§ **Problem details**
Take the line that contains "Rename the session owner" and all lines after it, up to and including the last line of the data, and write them out exactly; nothing else belongs in the answer.

§ **Information**
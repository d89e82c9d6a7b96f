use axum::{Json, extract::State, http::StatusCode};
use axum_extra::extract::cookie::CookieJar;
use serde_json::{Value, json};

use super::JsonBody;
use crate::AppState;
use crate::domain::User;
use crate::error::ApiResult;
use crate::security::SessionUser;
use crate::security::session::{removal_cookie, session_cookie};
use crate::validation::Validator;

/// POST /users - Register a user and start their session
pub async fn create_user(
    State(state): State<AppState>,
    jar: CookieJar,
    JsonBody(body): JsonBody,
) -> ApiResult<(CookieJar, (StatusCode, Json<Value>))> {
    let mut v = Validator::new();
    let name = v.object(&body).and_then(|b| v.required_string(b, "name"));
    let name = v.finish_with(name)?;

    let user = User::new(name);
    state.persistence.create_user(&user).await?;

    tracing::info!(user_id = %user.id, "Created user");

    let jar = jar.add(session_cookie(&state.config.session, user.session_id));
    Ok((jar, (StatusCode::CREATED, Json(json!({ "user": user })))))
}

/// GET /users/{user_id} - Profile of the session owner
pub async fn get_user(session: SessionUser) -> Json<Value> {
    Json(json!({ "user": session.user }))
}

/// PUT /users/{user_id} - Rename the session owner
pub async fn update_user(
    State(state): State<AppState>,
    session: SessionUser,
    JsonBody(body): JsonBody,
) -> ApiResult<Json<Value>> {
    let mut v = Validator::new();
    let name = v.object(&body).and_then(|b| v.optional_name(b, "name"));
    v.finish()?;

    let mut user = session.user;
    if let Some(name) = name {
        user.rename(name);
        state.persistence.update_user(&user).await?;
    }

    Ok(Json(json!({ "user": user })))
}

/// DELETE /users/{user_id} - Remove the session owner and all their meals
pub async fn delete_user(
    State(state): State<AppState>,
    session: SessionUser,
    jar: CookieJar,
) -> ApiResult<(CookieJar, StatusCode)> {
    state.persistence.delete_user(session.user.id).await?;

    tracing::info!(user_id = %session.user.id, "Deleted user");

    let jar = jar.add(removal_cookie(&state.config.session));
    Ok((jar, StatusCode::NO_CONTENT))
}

§ **Finished task**
/// PUT /users/{user_id} - Rename the session owner
pub async fn update_user(
    State(state): State<AppState>,
    session: SessionUser,
    JsonBody(body): JsonBody,
) -> ApiResult<Json<Value>> {
    let mut v = Validator::new();
    let name = v.object(&body).and_then(|b| v.optional_name(b, "name"));
    v.finish()?;

    let mut user = session.user;
    if let Some(name) = name {
        user.rename(name);
        state.persistence.update_user(&user).await?;
    }

    Ok(Json(json!({ "user": user })))
}

/// DELETE /users/{user_id} - Remove the session owner and all their meals
pub async fn delete_user(
    State(state): State<AppState>,
    session: SessionUser,
    jar: CookieJar,
) -> ApiResult<(CookieJar, StatusCode)> {
    state.persistence.delete_user(session.user.id).await?;

    tracing::info!(user_id = %session.user.id, "Deleted user");

    let jar = jar.add(removal_cookie(&state.config.session));
    Ok((jar, StatusCode::NO_CONTENT))
}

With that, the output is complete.